START Data for processing

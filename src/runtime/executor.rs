//! Run executor

use super::traits::{Pacer, Presenter};
use crate::config::RunConfig;
use crate::context::build_context;
use crate::gateway::{GenerationSettings, InferenceGateway};
use crate::llm::LlmService;
use crate::state_machine::{transition, Effect, Event, RunState, TransitionError};
use crate::transcript::TranscriptEntry;
use std::collections::VecDeque;

/// Drives one run to completion over any backend, presenter and pacer
pub struct DuetRuntime<L, P, C>
where
    L: LlmService,
    P: Presenter,
    C: Pacer,
{
    config: RunConfig,
    settings: GenerationSettings,
    state: RunState,
    gateway: InferenceGateway<L>,
    presenter: P,
    pacer: C,
}

impl<L, P, C> DuetRuntime<L, P, C>
where
    L: LlmService,
    P: Presenter,
    C: Pacer,
{
    pub fn new(config: RunConfig, service: L, presenter: P, pacer: C) -> Self {
        Self {
            settings: GenerationSettings::from(&config),
            config,
            state: RunState::new(),
            gateway: InferenceGateway::new(service),
            presenter,
            pacer,
        }
    }

    /// Seed the transcript and run turns until the cap is reached.
    ///
    /// Turns execute strictly one at a time; the final state is returned.
    pub async fn run(mut self, seed: Vec<TranscriptEntry>) -> Result<RunState, TransitionError> {
        tracing::info!(
            agent1 = %self.config.agents[0].name,
            agent2 = %self.config.agents[1].name,
            model = %self.config.model_name,
            max_turns = self.config.max_turns,
            "Starting run"
        );

        // Process events in a loop - no recursion
        let mut pending = VecDeque::from([Event::Seed { entries: seed }]);
        while let Some(event) = pending.pop_front() {
            let result = transition(&self.state, &self.config, event).inspect_err(|e| {
                tracing::error!(error = %e, turn = self.state.turn_count, "Invalid transition");
            })?;
            self.state = result.new_state;

            for effect in result.effects {
                if let Some(next) = self.execute_effect(effect).await {
                    pending.push_back(next);
                }
            }
        }

        Ok(self.state)
    }

    async fn execute_effect(&self, effect: Effect) -> Option<Event> {
        match effect {
            Effect::ShowSeed { entries } => {
                for entry in &entries {
                    self.presenter.show_entry(entry);
                }
                None
            }

            Effect::UnknownOpeningSpeaker {
                speaker,
                opening_agent,
            } => {
                tracing::warn!(
                    speaker = %speaker,
                    opening_agent = %opening_agent,
                    "Last initial message is from neither agent, defaulting to agent 1"
                );
                self.presenter.show_notice(&format!(
                    "Last initial speaker '{speaker}' matches neither agent; {opening_agent} starts."
                ));
                None
            }

            Effect::RequestTurn { agent, turn } => {
                let profile = agent.profile(&self.config.agents);
                let messages = build_context(
                    self.state.transcript.all(),
                    profile,
                    self.config.context_window_size,
                );
                tracing::debug!(
                    turn,
                    agent = %profile.name,
                    context_messages = messages.len(),
                    "Requesting turn"
                );

                self.presenter.show_thinking(&profile.name);
                let text = self.gateway.generate(messages, &self.settings).await;
                self.presenter.clear_thinking();

                Some(Event::TurnComplete { agent, text })
            }

            Effect::ShowTurn { entry } => {
                self.presenter.show_entry(&entry);
                None
            }

            Effect::Pause { delay } => {
                self.pacer.pause(delay).await;
                Some(Event::PauseElapsed)
            }

            Effect::Finish { turns } => {
                tracing::info!(turns, "Run finished");
                self.presenter.show_summary(turns);
                None
            }
        }
    }
}
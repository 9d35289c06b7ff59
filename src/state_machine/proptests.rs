//! Property-based tests for the state machine
//!
//! Drives whole runs through the pure transition function, answering every
//! `RequestTurn` with arbitrary text, and checks the run-level invariants.

use super::*;
use crate::config::{AgentProfile, RunConfig};
use crate::transcript::TranscriptEntry;
use proptest::prelude::*;
use std::time::Duration;

fn test_config(max_turns: u32) -> RunConfig {
    let mut config = RunConfig::with_agents(AgentProfile::new("Ann", ""), AgentProfile::new("Bob", ""));
    config.max_turns = max_turns;
    config.turn_delay = Duration::ZERO;
    config
}

fn arb_seed() -> impl Strategy<Value = Vec<TranscriptEntry>> {
    proptest::collection::vec(
        (
            prop_oneof![Just("Ann"), Just("Bob"), Just("Carol")],
            "[a-z ]{0,20}",
        )
            .prop_map(|(speaker, text)| TranscriptEntry::new(speaker, text)),
        1..6,
    )
}

fn arb_reply() -> impl Strategy<Value = String> {
    prop_oneof![
        "[a-zA-Z ]{0,30}",
        Just("(Error: Could not connect to Ollama server at http://localhost:11434. Is Ollama running?)".to_string()),
    ]
}

/// Agents addressed by `RequestTurn`, in order, plus the final state
fn drive(config: &RunConfig, seed: Vec<TranscriptEntry>, replies: &[String]) -> (Vec<AgentSlot>, RunState) {
    let mut state = RunState::new();
    let mut pending = vec![Event::Seed { entries: seed }];
    let mut requested = Vec::new();
    let mut replies = replies.iter().cycle();

    while let Some(event) = pending.pop() {
        let result = transition(&state, config, event).expect("valid transition");
        state = result.new_state;
        for effect in result.effects {
            match effect {
                Effect::RequestTurn { agent, turn } => {
                    requested.push(agent);
                    assert_eq!(turn as usize, requested.len());
                    let text = replies.next().cloned().unwrap_or_default();
                    pending.push(Event::TurnComplete { agent, text });
                }
                Effect::Pause { .. } => pending.push(Event::PauseElapsed),
                Effect::ShowSeed { .. }
                | Effect::UnknownOpeningSpeaker { .. }
                | Effect::ShowTurn { .. }
                | Effect::Finish { .. } => {}
            }
        }
    }

    (requested, state)
}

proptest! {
    #[test]
    fn prop_appends_exactly_max_turns(
        max_turns in 1u32..30,
        seed in arb_seed(),
        replies in proptest::collection::vec(arb_reply(), 1..5),
    ) {
        let config = test_config(max_turns);
        let seed_len = seed.len();
        let (requested, state) = drive(&config, seed, &replies);

        prop_assert!(state.is_finished());
        prop_assert_eq!(state.turn_count, max_turns);
        prop_assert_eq!(requested.len(), max_turns as usize);
        prop_assert_eq!(state.transcript.len(), seed_len + max_turns as usize);
    }

    #[test]
    fn prop_turns_strictly_alternate(
        max_turns in 2u32..30,
        seed in arb_seed(),
        replies in proptest::collection::vec(arb_reply(), 1..5),
    ) {
        let (requested, state) = drive(&test_config(max_turns), seed.clone(), &replies);

        for pair in requested.windows(2) {
            prop_assert_eq!(pair[1], pair[0].other());
        }

        let appended = &state.transcript.all()[seed.len()..];
        for pair in appended.windows(2) {
            prop_assert_ne!(&pair[0].speaker, &pair[1].speaker);
        }
    }

    #[test]
    fn prop_opening_follows_last_seed_speaker(seed in arb_seed()) {
        let last = seed.last().map(|e| e.speaker.clone()).unwrap_or_default();
        let (requested, _) = drive(&test_config(1), seed, &[String::new()]);

        let expected = if last == "Ann" { AgentSlot::Second } else { AgentSlot::First };
        prop_assert_eq!(requested, vec![expected]);
    }

    #[test]
    fn prop_seed_is_preserved(seed in arb_seed(), max_turns in 1u32..10) {
        let (_, state) = drive(&test_config(max_turns), seed.clone(), &["ok".to_string()]);
        prop_assert_eq!(&state.transcript.all()[..seed.len()], seed.as_slice());
    }
}
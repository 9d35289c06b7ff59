//! Turn scheduling state machine
//!
//! Pure transitions in the Elm Architecture style: the runtime feeds events
//! in and performs the effects that come out.

mod effect;
pub mod event;
pub mod state;
pub(crate) mod transition;

#[cfg(test)]
mod proptests;

pub use effect::Effect;
pub use event::Event;
pub use state::{AgentSlot, Phase, RunState, TurnStep};
pub use transition::{transition, TransitionError};
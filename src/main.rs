//! Agent Duet - two local LLM agents talking to each other
//!
//! Reads a seed conversation and settings from a JSON file, then lets two
//! Ollama-backed agents take turns until the turn cap is reached.

mod config;
mod console;
mod context;
mod gateway;
mod llm;
mod runtime;
mod state_machine;
mod transcript;

use clap::{Parser, ValueEnum};
use config::{ConfigFile, Overrides};
use console::ConsolePresenter;
use llm::{LoggingService, OllamaService};
use runtime::{DuetRuntime, TokioPacer};
use std::path::PathBuf;
use std::process::ExitCode;
use tracing_subscriber::{layer::SubscriberExt, util::SubscriberInitExt};

#[derive(Debug, Clone, Copy, ValueEnum)]
enum LogFormat {
    Text,
    Json,
}

#[derive(Debug, Parser)]
#[command(name = "agent-duet", version, about = "Let two local LLM agents hold a conversation")]
struct Cli {
    /// Path to the JSON configuration file
    #[arg(short, long, env = "DUET_CONFIG", default_value = "config.json")]
    config: PathBuf,

    /// Ollama server URL (overrides `ollamaHost`)
    #[arg(long, env = "OLLAMA_HOST")]
    host: Option<String>,

    /// Model name (overrides `ollamaModel`)
    #[arg(long)]
    model: Option<String>,

    /// Number of turns to run (overrides `maxTurns`)
    #[arg(long)]
    max_turns: Option<u32>,

    /// Delay between turns in milliseconds (overrides `turnDelayMs`)
    #[arg(long)]
    turn_delay_ms: Option<u64>,

    /// Log output format on stderr
    #[arg(long, value_enum, default_value_t = LogFormat::Text)]
    log_format: LogFormat,
}

fn init_logging(format: LogFormat) {
    let filter = tracing_subscriber::EnvFilter::try_from_default_env()
        .unwrap_or_else(|_| "agent_duet=warn".into());
    let registry = tracing_subscriber::registry().with(filter);

    match format {
        LogFormat::Text => registry
            .with(tracing_subscriber::fmt::layer().compact().with_writer(std::io::stderr))
            .init(),
        LogFormat::Json => registry
            .with(
                tracing_subscriber::fmt::layer()
                    .json()
                    .with_current_span(false)
                    .with_span_list(false)
                    .with_writer(std::io::stderr),
            )
            .init(),
    }
}

#[tokio::main]
async fn main() -> ExitCode {
    let cli = Cli::parse();
    init_logging(cli.log_format);

    match run(cli).await {
        Ok(()) => ExitCode::SUCCESS,
        Err(e) => {
            eprintln!("Error: {e}");
            ExitCode::FAILURE
        }
    }
}

async fn run(cli: Cli) -> Result<(), Box<dyn std::error::Error>> {
    // Configuration
    tracing::info!(path = %cli.config.display(), "Loading configuration");
    let settings = ConfigFile::load(&cli.config)?
        .with_overrides(Overrides {
            ollama_host: cli.host,
            ollama_model: cli.model,
            max_turns: cli.max_turns,
            turn_delay_ms: cli.turn_delay_ms,
        })
        .validate()?;

    let service = LoggingService::new(OllamaService::new(&settings.run.backend_host)?);
    let presenter = ConsolePresenter::new(&settings.run.agents);

    let state = DuetRuntime::new(settings.run, service, presenter, TokioPacer)
        .run(settings.seed)
        .await?;

    tracing::info!(
        turns = state.turn_count,
        entries = state.transcript.len(),
        "Conversation complete"
    );

    Ok(())
}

END Data for processing

* What is expected
Your answer should consist of the lines above that hold the word "Parser".

* Result of this exercise
use clap::{Parser, ValueEnum};
#[derive(Debug, Parser)]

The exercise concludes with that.